In Peru, the three traditional tocosh-producing regions are Ancash, Huánuco and Junín. The most common preparation of tocosh in the Huánuco region involves using tocosh flour to make a jelly-like dessert called mazamorra.

Tocosh dishes are often prepared for celebratory events.

=== History ===
The fermentation process used to make tocosh was discovered by the Incas (or possibly another of the many cultures within their empire). The Incas believed that tocosh was a gift from Inti, the sun god, for the preservation of the body.

=== Medical uses ===
Potato tocosh is valued for being an effective and low-cost antibiotic, energizer, and probiotic.

Traditionally, tocosh is used during postpartum care and for treating colds, pneumonia, and wounds. Additionally, it can be used to treat hemorrhoids and gastric ulcers, gastrointestinal infections, and altitude sickness, and it protects the gastric mucosa. Due to the fermentation process used to make tocosh, it often contains antibiotics. For this reason, tocosh is sometimes called "the penicillin of the Andes."

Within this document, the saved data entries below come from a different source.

//! 统一配置中心
//!
//! 提供应用的全局配置管理，包括：
//! - 运行环境（development / production）
//! - HTTP 服务监听
//! - 数据库连接与连接池
//! - 支付事务超时
//!
//! 加载顺序：默认值 -> `APP_CONFIG_FILE` 指定的文件 -> 部署环境变量
//! (`DB_HOST`, `PORT`, `NODE_ENV` ...) -> `APP_` 前缀的嵌套覆盖 (`APP_DATABASE__MAX_CONNECTIONS`)。

use figment::{
    providers::{Env, Format, Json, Serialized, Toml, Yaml},
    Figment,
};
use serde::{Deserialize, Serialize};
use validator::Validate;

/// 运行环境
#[derive(Debug, Clone, Copy, PartialEq, Eq, Default, Serialize, Deserialize)]
#[serde(rename_all = "lowercase")]
pub enum Environment {
    #[default]
    Development,
    Production,
}

impl Environment {
    pub fn as_str(&self) -> &'static str {
        match self {
            Environment::Development => "development",
            Environment::Production => "production",
        }
    }

    pub fn is_production(&self) -> bool {
        matches!(self, Environment::Production)
    }
}

/// 数据库 TLS 模式，与 libpq 的 `sslmode` 取值一致
#[derive(Debug, Clone, Copy, PartialEq, Eq, Serialize, Deserialize)]
#[serde(rename_all = "kebab-case")]
pub enum SslMode {
    Disable,
    Prefer,
    Require,
    VerifyCa,
    VerifyFull,
}

/// 全局应用配置
#[derive(Debug, Clone, Serialize, Deserialize, Validate)]
pub struct AppConfig {
    #[serde(default)]
    pub environment: Environment,
    #[validate(nested)]
    pub server: ServerConfig,
    #[validate(nested)]
    pub database: DatabaseConfig,
    #[validate(nested)]
    pub ledger: LedgerConfig,
}

/// 服务器配置
#[derive(Debug, Clone, Serialize, Deserialize, Validate)]
pub struct ServerConfig {
    #[validate(length(min = 1))]
    pub host: String,
    #[validate(range(min = 1))]
    pub port: u16,
    #[serde(default)]
    pub cors_origins: Vec<String>,
}

/// 数据库配置
#[derive(Debug, Clone, Serialize, Deserialize, Validate)]
pub struct DatabaseConfig {
    #[validate(length(min = 1))]
    pub host: String,
    #[validate(range(min = 1))]
    pub port: u16,
    #[validate(length(min = 1))]
    pub user: String,
    #[serde(default)]
    pub password: String,
    #[validate(length(min = 1))]
    pub name: String,
    #[validate(range(min = 1, max = 1000))]
    pub max_connections: u32,
    #[validate(range(min = 1))]
    pub acquire_timeout_secs: u64,
    /// 未设置时按运行环境推导，见 [`DatabaseConfig::effective_ssl_mode`]
    #[serde(default)]
    pub ssl_mode: Option<SslMode>,
    #[serde(default)]
    pub ssl_root_cert: Option<String>,
    #[serde(default = "default_true")]
    pub run_migrations: bool,
}

/// 支付账本配置
#[derive(Debug, Clone, Serialize, Deserialize, Validate)]
pub struct LedgerConfig {
    /// 单个支付事务（开始到提交）的最长时间
    #[validate(range(min = 1, max = 300))]
    pub transaction_timeout_secs: u64,
}

fn default_true() -> bool {
    true
}

/// 部署环境里沿用的扁平变量名 -> 配置路径
const STRING_VARS: &[(&str, &str)] = &[
    ("DB_HOST", "database.host"),
    ("DB_USER", "database.user"),
    ("DB_PASSWORD", "database.password"),
    ("DB_NAME", "database.name"),
    ("DB_SSL_MODE", "database.ssl_mode"),
    ("DB_SSL_ROOT_CERT", "database.ssl_root_cert"),
    ("HOST", "server.host"),
];

const NUMERIC_VARS: &[(&str, &str)] = &[
    ("DB_PORT", "database.port"),
    ("DB_MAX_CONNECTIONS", "database.max_connections"),
    ("DB_ACQUIRE_TIMEOUT_SECS", "database.acquire_timeout_secs"),
    ("PORT", "server.port"),
    ("TRANSACTION_TIMEOUT_SECS", "ledger.transaction_timeout_secs"),
];

/// 运行环境变量，`APP_ENV` 优先于 `NODE_ENV`
const ENVIRONMENT_VARS: &[&str] = &["NODE_ENV", "APP_ENV"];

impl Default for AppConfig {
    /// 开发环境默认值
    fn default() -> Self {
        Self {
            environment: Environment::Development,
            server: ServerConfig {
                host: "0.0.0.0".into(),
                port: 3001,
                cors_origins: vec!["*".into()],
            },
            database: DatabaseConfig {
                host: "127.0.0.1".into(),
                port: 5432,
                user: "postgres".into(),
                password: String::new(),
                name: "club".into(),
                max_connections: 10,
                acquire_timeout_secs: 30,
                ssl_mode: None,
                ssl_root_cert: None,
                run_migrations: true,
            },
            ledger: LedgerConfig {
                transaction_timeout_secs: 10,
            },
        }
    }
}

impl AppConfig {
    /// 从默认值、可选配置文件和进程环境变量加载配置
    pub fn load() -> Result<Self, ConfigError> {
        Self::from_figment(Self::figment()?)
    }

    /// 构造完整的配置来源链，便于调用方追加自己的 provider
    pub fn figment() -> Result<Figment, ConfigError> {
        let mut figment = Figment::from(Serialized::defaults(AppConfig::default()));

        if let Ok(path) = std::env::var("APP_CONFIG_FILE") {
            figment = if path.ends_with(".yml") || path.ends_with(".yaml") {
                figment.merge(Yaml::file(path))
            } else if path.ends_with(".json") {
                figment.merge(Json::file(path))
            } else {
                figment.merge(Toml::file(path))
            };
        }

        for (var, key) in STRING_VARS {
            if let Ok(value) = std::env::var(var) {
                figment = figment.merge(Serialized::default(key, value));
            }
        }

        for (var, key) in NUMERIC_VARS {
            if let Ok(value) = std::env::var(var) {
                let parsed: u64 = value.trim().parse().map_err(|_| ConfigError::InvalidValue {
                    variable: (*var).to_string(),
                    value: value.clone(),
                })?;
                figment = figment.merge(Serialized::default(key, parsed));
            }
        }

        for var in ENVIRONMENT_VARS {
            if let Ok(value) = std::env::var(var) {
                figment = figment.merge(Serialized::default(
                    "environment",
                    value.trim().to_ascii_lowercase(),
                ));
            }
        }

        Ok(figment.merge(Env::prefixed("APP_").split("__")))
    }

    /// 提取并校验
    pub fn from_figment(figment: Figment) -> Result<Self, ConfigError> {
        let config: AppConfig = figment
            .extract()
            .map_err(|err| ConfigError::Load(err.to_string()))?;
        config.validate()?;
        config.check_security()?;
        Ok(config)
    }

    /// 生产环境安全检查：不能关闭 TLS，不能用空密码
    fn check_security(&self) -> Result<(), ConfigError> {
        if !self.environment.is_production() {
            return Ok(());
        }
        if self.database.effective_ssl_mode(self.environment) == SslMode::Disable {
            return Err(ConfigError::InvalidDatabaseConfig(
                "TLS cannot be disabled in production".into(),
            ));
        }
        if self.database.password.is_empty() {
            return Err(ConfigError::InvalidDatabaseConfig(
                "DB_PASSWORD is required in production".into(),
            ));
        }
        Ok(())
    }

    /// 脱敏后的配置描述（用于日志）
    pub fn sanitize(&self) -> String {
        let mut copy = self.clone();
        if !copy.database.password.is_empty() {
            copy.database.password = "[REDACTED]".into();
        }
        format!("{:?}", copy)
    }
}

impl DatabaseConfig {
    /// 显式配置优先；否则生产环境校验证书，开发环境尽量使用 TLS 但不校验
    pub fn effective_ssl_mode(&self, environment: Environment) -> SslMode {
        match (self.ssl_mode, environment) {
            (Some(mode), _) => mode,
            (None, Environment::Production) => SslMode::VerifyFull,
            (None, Environment::Development) => SslMode::Prefer,
        }
    }
}

/// 配置错误类型
#[derive(Debug, thiserror::Error)]
pub enum ConfigError {
    #[error("failed to load configuration: {0}")]
    Load(String),
    #[error("invalid value {value:?} for {variable}")]
    InvalidValue { variable: String, value: String },
    #[error("invalid database configuration: {0}")]
    InvalidDatabaseConfig(String),
    #[error("configuration validation failed: {0}")]
    Validation(#[from] validator::ValidationErrors),
}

Though made via the same process, corn tocosh does not have the same properties as potato tocosh.

Chemical composition analyses of tocosh have revealed the presence of fatty acids, free amino acids, macro- and micronutrients, and the vitamins thiamine and riboflavin, among other vitamins and minerals. The tocosh fermentation process allows these nutrients to be found in simpler, easily assimilated forms. It also increases the linoleic and calcium content.

Because of these properties, tocosh is recommended as a nutritionally beneficial food for children.

== Preparation ==
A hole 1.5 m deep and 1 m in diameter is dug in the ground, and its base and side are covered with ichu grass. Then, the well is filled with potato pulp or maize, with a layer of grass added between each 30 cm of potatoes. When the well is full, it is covered with a final blanket of grass and topped with stones. Finally, through a small acequia (canal) the well is filled with water. Water is then allowed to run permanently through the well. A pool of water with a current (as on the bank of a stream) can also be used, and the potato or maize is placed instead in a mesh bag off grass covered with stones.

The tocosh is left in the water for a period ranging from four months to two years. When a foam with a strong rotten smell rises to the surface, the tocosh is ready to be collected. The food is then dried in the sun and can be eaten or stored.